FAMILY BUSINESS IN INDIA


In India, family business accounts for about 70prcent of the total sales and net profits of the biggest 250 private sector companies. Big families’ have carved up the big industries. In vehicles, for example, the Tatas make Lorries, the Birlas make ambassador cars, the Bajaj family makes two wheelers and the Mahindras make jeeps. They diversified into any business where they could get a permit to operate. Borrowing, mainly from public sector institutions, was easy, and company law makes it simple to control subsidiaries through very small shareholdings. The Tata Empire, for example, embraces some 70 companies, making everything from tea to watches in which the parent company’s average stake is rarely above 15 percent.

Entrepreneurship is not just a way to- increase the level of innovation and productivity of organizations, although it will do it. More importantly, it is a way of initiating vast business so that work becomes a joyful expression of one’s contribution to society. The Indian entrepreneur, intrapreneur and/or manger of the 90’s have to be molded in psycho- philosophy rooted in the Indian context and values.

“The crisis in business is spiritual” says Prof. Sitangshu Kumar Chakraborty,
“All management ideas till now have been external directed paradigms, developing behavior, skills, not character, and values. But meaning and richness must flow from mind to work, not the other way. We need a fundamental shift from the current reductionism, fragmentize and materialistic paradigm to one which recognizes consciousness and spirit as the right approach”.

The concept of entrepreneur and entrepreneurship incorporates basic qualities of leadership, innovation, enterprise, hard work, vision and maximization of profits. All his socio-economic, organizational and society and the community. He is committed to progress. He is a catalytic agent of development and change. Personal satisfaction and monetary rewards are blended with social betterment and welfare of mankind.

In August 1992, with their combined savings of Rs. 25,000, Alka and Anupam Joshi launched premier clothing as an export- oriented unit. The premier clothing has been licensed to market, for the first time, The Disney babies’ range of products in India.

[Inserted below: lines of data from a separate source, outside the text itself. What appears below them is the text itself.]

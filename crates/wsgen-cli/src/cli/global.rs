//! Flags shared by every subcommand, flattened into [`super::Cli`].

use std::path::PathBuf;

use clap::{ArgAction, Args, ValueEnum};

#[derive(Debug, Clone, Args)]
pub struct GlobalArgs {
    /// Print each created directory and file; repeat for debug (-vv) and
    /// trace (-vvv) logging.
    #[arg(short, long, action = ArgAction::Count, global = true)]
    pub verbose: u8,

    /// Only report errors.
    #[arg(short, long, global = true, conflicts_with = "verbose")]
    pub quiet: bool,

    /// Never emit ANSI colour codes (also set by `NO_COLOR`).
    #[arg(long, global = true, env = "NO_COLOR")]
    pub no_color: bool,

    /// Read settings from this TOML file instead of the default locations.
    #[arg(long, global = true, value_name = "FILE")]
    pub config: Option<PathBuf>,

    /// How results are written to stdout.
    #[arg(long, global = true, value_enum, default_value_t = OutputFormat::Auto)]
    pub output_format: OutputFormat,
}

/// Rendering of command results.
#[derive(Debug, Clone, Copy, Default, PartialEq, Eq, ValueEnum)]
pub enum OutputFormat {
    /// `human` on a terminal, `plain` otherwise.
    #[default]
    Auto,
    /// Coloured, with status symbols.
    Human,
    /// No colour.
    Plain,
    /// The build report as a JSON document.
    Json,
}

impl OutputFormat {
    /// Parse a configured format name, falling back to `Auto`.
    pub fn from_config(value: &str) -> Self {
        <Self as ValueEnum>::from_str(value, true).unwrap_or_default()
    }
}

Having several information mail- order companies, not to mention store chains, in the bag isn’t enough for Joshi. Now, he’s planning a move into the booming readymade shirts business. As always, Joshi plans to hedge his bets: he’s talking to some foreign companies about starting off by producing shirts for them. That’s clearly part of his philosophy of manufacturing for a readymade market. And, as in the case of the Disney babies’ line, to a ready- made mindset, either ways, it’s a premier strategy.

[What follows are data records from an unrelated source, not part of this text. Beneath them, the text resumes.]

#[cfg(test)]
mod tests {
    use std::collections::{BTreeMap, BTreeSet};
    use std::sync::{Arc, Mutex};

    use super::*;
    use crate::application::ports::{MockBuildReporter, MockFilesystem};
    use crate::error::WsgenError;

    /// Shared-state fake used where call ordering and contents matter.
    #[derive(Clone, Default)]
    struct FakeFs {
        state: Arc<Mutex<FakeState>>,
    }

    #[derive(Default)]
    struct FakeState {
        dirs: BTreeSet<PathBuf>,
        files: BTreeMap<PathBuf, String>,
        removed: Vec<PathBuf>,
    }

    impl FakeFs {
        fn file(&self, path: &str) -> Option<String> {
            self.state.lock().unwrap().files.get(Path::new(path)).cloned()
        }

        fn seed_file(&self, path: &str) {
            let mut s = self.state.lock().unwrap();
            let path = PathBuf::from(path);
            for a in path.ancestors().skip(1) {
                s.dirs.insert(a.to_path_buf());
            }
            s.files.insert(path, "stale".into());
        }
    }

    impl Filesystem for FakeFs {
        fn create_dir_all(&self, path: &Path) -> WsgenResult<()> {
            let mut s = self.state.lock().unwrap();
            for a in path.ancestors() {
                s.dirs.insert(a.to_path_buf());
            }
            Ok(())
        }

        fn write_file(&self, path: &Path, content: &str) -> WsgenResult<()> {
            let mut s = self.state.lock().unwrap();
            s.files.insert(path.to_path_buf(), content.to_string());
            Ok(())
        }

        fn exists(&self, path: &Path) -> bool {
            let s = self.state.lock().unwrap();
            s.dirs.contains(path) || s.files.contains_key(path)
        }

        fn remove_dir_all(&self, path: &Path) -> WsgenResult<()> {
            let mut s = self.state.lock().unwrap();
            s.dirs.retain(|d| !d.starts_with(path));
            s.files.retain(|f, _| !f.starts_with(path));
            s.removed.push(path.to_path_buf());
            Ok(())
        }
    }

    struct Quiet;

    impl BuildReporter for Quiet {
        fn report(&self, _event: &BuildEvent) {}
    }

    fn builder(fs: &FakeFs) -> WorkspaceBuilder {
        WorkspaceBuilder::new(Box::new(fs.clone()), Box::new(Quiet))
    }

    fn request(cores: &[&str]) -> WorkspaceRequest {
        WorkspaceRequest::builder()
            .root_dir("/tmp")
            .workspace_name("ws1")
            .cores(cores.iter().copied())
            .build()
            .unwrap()
    }

    // ── execute ──────────────────────────────────────────────────────────────

    #[test]
    fn execute_creates_expected_directories_in_order() {
        let fs = FakeFs::default();
        let report = builder(&fs).execute(request(&["cpu", "dma"])).unwrap();

        let layout = WorkspaceLayout::new("/tmp/ws1");
        assert_eq!(
            report.directories,
            layout.directories(&["cpu".into(), "dma".into()])
        );
        assert!(!report.purged);
    }

    #[test]
    fn execute_writes_design_stub_for_example_request() {
        let fs = FakeFs::default();
        builder(&fs).execute(request(&["cpu"])).unwrap();

        let stub = fs.file("/tmp/ws1/cores/cpu/rtl/cpu.v").unwrap();
        assert!(stub.starts_with("module cpu ("));
        assert!(stub.contains("input clk,"));
        assert!(stub.contains("input rst_n"));
        assert!(stub.ends_with(");\n\nendmodule\n"));
    }

    #[test]
    fn execute_wires_descriptor_requires_by_convention() {
        let fs = FakeFs::default();
        builder(&fs).execute(request(&["cpu"])).unwrap();

        assert_eq!(
            fs.file("/tmp/ws1/cores/cpu/rtl/comp.yml").unwrap(),
            "name: comp_cpu\nfiles: [cpu.v]\noptions: []\nrequires: []\n"
        );
        assert_eq!(
            fs.file("/tmp/ws1/cores/cpu/sim/env/comp.yml").unwrap(),
            "name: comp_cpu_env\nfiles: [cpu_env_pkg.sv]\noptions: []\nrequires: [comp_uvm]\n"
        );
        assert_eq!(
            fs.file("/tmp/ws1/cores/cpu/sim/tb/comp.yml").unwrap(),
            "name: comp_cpu_tb\nfiles: [cpu_tb.sv]\noptions: []\n\
             requires: [comp_uvm,comp_cpu,comp_cpu_env]\n"
        );
        assert_eq!(
            fs.file("/tmp/ws1/libs/uvm/comp.yml").unwrap(),
            "name: comp_uvm\nfiles: [\"${UVM_HOME}/uvm_pkg.sv\"]\n\
             options: [\"+incdir+${UVM_HOME}\"]\nrequires: []\n"
        );
    }

    #[test]
    fn basic_variant_writes_no_test_class() {
        let fs = FakeFs::default();
        let report = builder(&fs).execute(request(&["cpu"])).unwrap();
        assert!(fs.file("/tmp/ws1/cores/cpu/sim/env/cpu_test.sv").is_none());
        // rtl: 2, env: 2, tb: 2, uvm: 1
        assert_eq!(report.file_count(), 7);
    }

    #[test]
    fn framework_variant_adds_test_class_and_default_incdir() {
        let fs = FakeFs::default();
        let req = WorkspaceRequest::builder()
            .root_dir("/tmp")
            .workspace_name("ws1")
            .core("cpu")
            .variant(TemplateVariant::Framework)
            .build()
            .unwrap();
        let report = builder(&fs).execute(req).unwrap();

        assert!(fs.file("/tmp/ws1/cores/cpu/sim/env/cpu_test.sv").is_some());
        assert_eq!(report.file_count(), 8);
        let rtl = fs.file("/tmp/ws1/cores/cpu/rtl/comp.yml").unwrap();
        assert!(rtl.contains("options: [\"+incdir+/tmp/ws1/cores/cpu/rtl\"]"));
        // Supplied options are never replaced.
        let uvm = fs.file("/tmp/ws1/libs/uvm/comp.yml").unwrap();
        assert!(uvm.contains("options: [\"+incdir+${UVM_HOME}\"]"));
    }

    #[test]
    fn empty_core_list_builds_skeleton_only() {
        let fs = FakeFs::default();
        let report = builder(&fs).execute(request(&[])).unwrap();
        assert_eq!(report.directory_count(), 4);
        assert_eq!(report.file_count(), 1);
    }

    #[test]
    fn purge_removes_previous_tree_first() {
        let fs = FakeFs::default();
        fs.seed_file("/tmp/ws1/cores/old/rtl/old.v");

        let req = WorkspaceRequest::builder()
            .root_dir("/tmp")
            .workspace_name("ws1")
            .core("cpu")
            .purge_existing(true)
            .build()
            .unwrap();
        let report = builder(&fs).execute(req).unwrap();

        assert!(report.purged);
        assert!(fs.file("/tmp/ws1/cores/old/rtl/old.v").is_none());
        assert_eq!(
            fs.state.lock().unwrap().removed,
            vec![PathBuf::from("/tmp/ws1")]
        );
    }

    #[test]
    fn purge_of_missing_workspace_is_skipped() {
        let fs = FakeFs::default();
        let req = WorkspaceRequest::builder()
            .root_dir("/tmp")
            .workspace_name("ws1")
            .purge_existing(true)
            .build()
            .unwrap();
        let report = builder(&fs).execute(req).unwrap();
        assert!(!report.purged);
        assert!(fs.state.lock().unwrap().removed.is_empty());
    }

    #[test]
    fn existing_workspace_without_purge_fails() {
        let fs = FakeFs::default();
        builder(&fs).execute(request(&["cpu"])).unwrap();

        let err = builder(&fs).execute(request(&["cpu"])).unwrap_err();
        assert!(err.is_filesystem());
        assert!(matches!(
            err,
            WsgenError::Application(ApplicationError::PathExists { ref path })
                if path == Path::new("/tmp/ws1/tmp")
        ));
    }

    #[test]
    fn duplicate_core_fails_on_second_build() {
        let fs = FakeFs::default();
        let err = builder(&fs).execute(request(&["cpu", "cpu"])).unwrap_err();
        assert!(err.is_filesystem());
        // First core is left in place.
        assert!(fs.file("/tmp/ws1/cores/cpu/rtl/cpu.v").is_some());
    }

    // ── failure propagation (mocks) ──────────────────────────────────────────

    #[test]
    fn directory_failure_aborts_before_any_write() {
        let mut fs = MockFilesystem::new();
        fs.expect_exists().return_const(false);
        fs.expect_create_dir_all()
            .withf(|p| p == Path::new("/tmp/ws1/tmp"))
            .times(1)
            .returning(|p| {
                Err(ApplicationError::FilesystemError {
                    path: p.to_path_buf(),
                    reason: "permission denied".into(),
                }
                .into())
            });
        fs.expect_write_file().never();
        fs.expect_remove_dir_all().never();

        let mut reporter = MockBuildReporter::new();
        reporter.expect_report().never();

        let builder = WorkspaceBuilder::new(Box::new(fs), Box::new(reporter));
        let err = builder.execute(request(&["cpu"])).unwrap_err();
        assert!(err.is_filesystem());
    }

    #[test]
    fn purge_failure_aborts_run() {
        let mut fs = MockFilesystem::new();
        fs.expect_exists().return_const(true);
        fs.expect_remove_dir_all().times(1).returning(|p| {
            Err(ApplicationError::FilesystemError {
                path: p.to_path_buf(),
                reason: "busy".into(),
            }
            .into())
        });
        fs.expect_create_dir_all().never();
        fs.expect_write_file().never();

        let builder = WorkspaceBuilder::new(Box::new(fs), Box::new(Quiet));
        let req = WorkspaceRequest::builder()
            .root_dir("/tmp")
            .workspace_name("ws1")
            .purge_existing(true)
            .build()
            .unwrap();
        assert!(builder.execute(req).unwrap_err().is_filesystem());
    }

    #[test]
    fn write_failure_stops_core_build() {
        let mut fs = MockFilesystem::new();
        fs.expect_exists().return_const(false);
        fs.expect_create_dir_all().returning(|_| Ok(()));
        fs.expect_write_file().times(1).returning(|p, _| {
            Err(ApplicationError::FilesystemError {
                path: p.to_path_buf(),
                reason: "disk full".into(),
            }
            .into())
        });

        let builder = WorkspaceBuilder::new(Box::new(fs), Box::new(Quiet));
        let mut session = builder.session(TemplateVariant::Basic, "/ws");
        assert!(session.build_core(Path::new("/ws"), "cpu").is_err());
        let report = session.finish();
        assert_eq!(report.directories, vec![PathBuf::from("/ws/cores/cpu/rtl")]);
        assert!(report.files.is_empty());
    }

    // ── reporting ────────────────────────────────────────────────────────────

    #[test]
    fn reporter_sees_every_action() {
        let fs = FakeFs::default();
        let mut reporter = MockBuildReporter::new();
        reporter
            .expect_report()
            .withf(|e| matches!(e, BuildEvent::DirectoryCreated(_)))
            .times(4 + 4)
            .return_const(());
        reporter
            .expect_report()
            .withf(|e| matches!(e, BuildEvent::FileWritten(_)))
            .times(7)
            .return_const(());

        let builder = WorkspaceBuilder::new(Box::new(fs), Box::new(reporter));
        builder.execute(request(&["cpu"])).unwrap();
    }

    #[test]
    fn create_directory_reports_creating_line() {
        let fs = FakeFs::default();
        let mut reporter = MockBuildReporter::new();
        reporter
            .expect_report()
            .withf(|e| e.to_string() == "Creating directory /a/b")
            .times(1)
            .return_const(());

        let builder = WorkspaceBuilder::new(Box::new(fs), Box::new(reporter));
        let mut session = builder.session(TemplateVariant::Basic, "/a");
        session.create_directory(Path::new("/a/b")).unwrap();
    }
}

Chandan Sumaya look plunge in 1985 armed with only” a passion for cars” borrowing Rs 30,000 from his mother to float Kent. This name he chose because it rhymed with rent and had an international ring- car. Apparently, he fell in love with the business while helping his uncle run one. Working out of his home in Bombay’s Nepean Sea Road, Sumaya installed a desk and a telephone in the front half of his garage; the car took up the rest. Only by the end of the second year could he afford to invest in two more Ambassadors
cars.

He has invested in a fleet of 136 cars and concentrates on the corporate sector, where they are market leaders. Kent Cars is now poised to drive into the national market place through the franchising route. Whether or not he does as well in these cities as he is in Mumbai, Chandan Sumaya has driven a long way from the home garage he started from. And that’s the spirit of Kent.